Please use this identifier to cite or link to this item: http://hdl.handle.net/1893/35195
Appears in Collections:Communications, Media and Culture eTheses
Title: Optimising Antibiotic Treatments using Evolutionary Algorithms
Author(s): Goranova, Mila
Supervisor(s): Ochoa, Gabriela
Hoyle, Andrew
Issue Date: 30-Sep-2022
Publisher: University of Stirling
Abstract: Antimicrobial resistance is one of the biggest threats to global health, food security, and development. Antibiotic overuse and misuse are the main drivers for the emergence of resistance. Studies in the medical sphere have indicated that shortened antibiotic treatments can be as effective as standard fixed-dose ones and have shown that an initial higher dose followed by a lower maintenance dose are more beneficial to patients with critical illnesses. It is crucial to optimise the use of existing antibiotics in order to improve medical outcomes, decrease toxicity and reduce the emergence of resistance. We formulate the design of antibiotic dosing regimens as a continuous optimisation problem and use several evolutionary algorithms as the search technique. Regimens are represented as vectors of real numbers encoding daily doses, which can vary across the treatment duration. A stochastic mathematical model of bacterial infections with tuneable resistance levels is used to evaluate the effectiveness of evolved regimens. The main objective is to minimise the treatment failure rate, subject to a constraint on the maximum total antibiotic used. We consider simulations with different levels of bacterial resistance; two ways of administering the drug (orally and intravenously); as well as coinfections with two strains of bacteria.
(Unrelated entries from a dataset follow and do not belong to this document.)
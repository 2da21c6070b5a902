//! Redelivery policy: how many times, and how long to wait in between.
//!
//! A [`RedeliveryPolicy`] only answers "may attempt `n` be redelivered?" and
//! "how long before it?". Classifying failures and driving the state machine
//! is the job of the [`ErrorHandler`](crate::error_handler::ErrorHandler).
//!
//! # Example
//!
//! ```rust
//! use courier_runtime::redelivery::RedeliveryPolicy;
//! use std::time::Duration;
//!
//! let policy = RedeliveryPolicy::builder()
//!     .max_redeliveries(5)
//!     .redelivery_delay(Duration::from_millis(100))
//!     .exponential_backoff(2.0)
//!     .max_delay(Duration::from_secs(10))
//!     .build();
//!
//! assert!(policy.should_redeliver(4));
//! assert!(!policy.should_redeliver(5));
//! assert_eq!(policy.delay_for_attempt(3), Duration::from_millis(400));
//! ```

use std::time::Duration;

/// Redelivery policy configuration.
///
/// # Default Values
///
/// - `max_redeliveries`: 0 (failures propagate on first occurrence)
/// - `redelivery_delay`: 1 second
/// - `max_delay`: 60 seconds
/// - `backoff_multiplier`: 2.0, applied only with exponential backoff enabled
/// - `jitter`: disabled
#[derive(Debug, Clone, PartialEq)]
pub struct RedeliveryPolicy {
    /// Maximum number of redeliveries (not counting the first attempt)
    pub max_redeliveries: u32,
    /// Delay before the first redelivery
    pub redelivery_delay: Duration,
    /// Cap for exponential backoff
    pub max_delay: Duration,
    /// Multiplier for exponential backoff
    pub backoff_multiplier: f64,
    /// Whether the delay grows by `backoff_multiplier` on each redelivery
    pub use_exponential_backoff: bool,
    /// Whether delays are randomly scaled into `[0.5, 1.0]` of their value
    pub jitter: bool,
}

impl Default for RedeliveryPolicy {
    fn default() -> Self {
        Self {
            max_redeliveries: 0,
            redelivery_delay: Duration::from_secs(1),
            max_delay: Duration::from_secs(60),
            backoff_multiplier: 2.0,
            use_exponential_backoff: false,
            jitter: false,
        }
    }
}

impl RedeliveryPolicy {
    /// Create a new policy builder.
    #[must_use]
    pub const fn builder() -> RedeliveryPolicyBuilder {
        RedeliveryPolicyBuilder {
            max_redeliveries: None,
            redelivery_delay: None,
            max_delay: None,
            backoff_multiplier: None,
            jitter: false,
        }
    }

    /// A policy that never redelivers.
    #[must_use]
    pub fn no_redelivery() -> Self {
        Self::default()
    }

    /// Whether a failure after `attempts` redeliveries may be redelivered again.
    #[must_use]
    pub const fn should_redeliver(&self, attempts: u32) -> bool {
        attempts < self.max_redeliveries
    }

    /// Delay before redelivery number `attempt` (1-based).
    ///
    /// Fixed policies always wait `redelivery_delay`. Exponential policies wait
    /// `redelivery_delay * multiplier^(attempt - 1)`, capped at `max_delay`.
    #[must_use]
    pub fn delay_for_attempt(&self, attempt: u32) -> Duration {
        let base = if self.use_exponential_backoff && attempt > 1 {
            // Note: exponent is bounded by max_redeliveries which stays far below i32::MAX
            #[allow(clippy::cast_possible_wrap)]
            let factor = self.backoff_multiplier.powi((attempt - 1) as i32);
            #[allow(clippy::cast_precision_loss)]
            let millis = self.redelivery_delay.as_millis() as f64 * factor;
            #[allow(clippy::cast_precision_loss)]
            let cap = self.max_delay.as_millis() as f64;
            if millis.is_finite() && millis < cap {
                #[allow(clippy::cast_possible_truncation, clippy::cast_sign_loss)]
                let delay = Duration::from_millis(millis as u64);
                delay
            } else {
                self.max_delay
            }
        } else {
            self.redelivery_delay.min(self.max_delay)
        };

        if self.jitter {
            use rand::Rng;
            let scale = rand::thread_rng().gen_range(0.5..=1.0);
            base.mul_f64(scale)
        } else {
            base
        }
    }
}

/// Builder for [`RedeliveryPolicy`].
#[derive(Debug, Clone)]
pub struct RedeliveryPolicyBuilder {
    max_redeliveries: Option<u32>,
    redelivery_delay: Option<Duration>,
    max_delay: Option<Duration>,
    backoff_multiplier: Option<f64>,
    jitter: bool,
}

impl RedeliveryPolicyBuilder {
    /// Set maximum number of redeliveries.
    #[must_use]
    pub const fn max_redeliveries(mut self, max_redeliveries: u32) -> Self {
        self.max_redeliveries = Some(max_redeliveries);
        self
    }

    /// Set delay before the first redelivery.
    #[must_use]
    pub const fn redelivery_delay(mut self, delay: Duration) -> Self {
        self.redelivery_delay = Some(delay);
        self
    }

    /// Set maximum delay (cap for exponential backoff).
    #[must_use]
    pub const fn max_delay(mut self, delay: Duration) -> Self {
        self.max_delay = Some(delay);
        self
    }

    /// Enable exponential backoff with the given multiplier.
    #[must_use]
    pub const fn exponential_backoff(mut self, multiplier: f64) -> Self {
        self.backoff_multiplier = Some(multiplier);
        self
    }

    /// Randomly scale delays into `[0.5, 1.0]` of their value.
    #[must_use]
    pub const fn jitter(mut self, jitter: bool) -> Self {
        self.jitter = jitter;
        self
    }

    /// Build the [`RedeliveryPolicy`].
    #[must_use]
    pub fn build(self) -> RedeliveryPolicy {
        let defaults = RedeliveryPolicy::default();
        RedeliveryPolicy {
            max_redeliveries: self.max_redeliveries.unwrap_or(defaults.max_redeliveries),
            redelivery_delay: self.redelivery_delay.unwrap_or(defaults.redelivery_delay),
            max_delay: self.max_delay.unwrap_or(defaults.max_delay),
            backoff_multiplier: self.backoff_multiplier.unwrap_or(defaults.backoff_multiplier),
            use_exponential_backoff: self.backoff_multiplier.is_some(),
            jitter: self.jitter,
        }
    }
}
The approach produced effective dosing regimens, with an average improvement in lowering the failure rate 30%, when compared with standard fixed-daily-dose regimens with the same total amount of antibiotic. A general pattern of an optimised treatment is found, where if 2x is the standard daily dose then the optimised treatment follows the 3x mg, followed by several 2x mg with a last dose of x mg. A noise handling technique is used to minimise the runtime of the experiments while maintaining the quality of treatments. The results of this work indicate that clinical studies confirming the effectiveness of this approach could be highly beneficial to future of antibiotic treatments.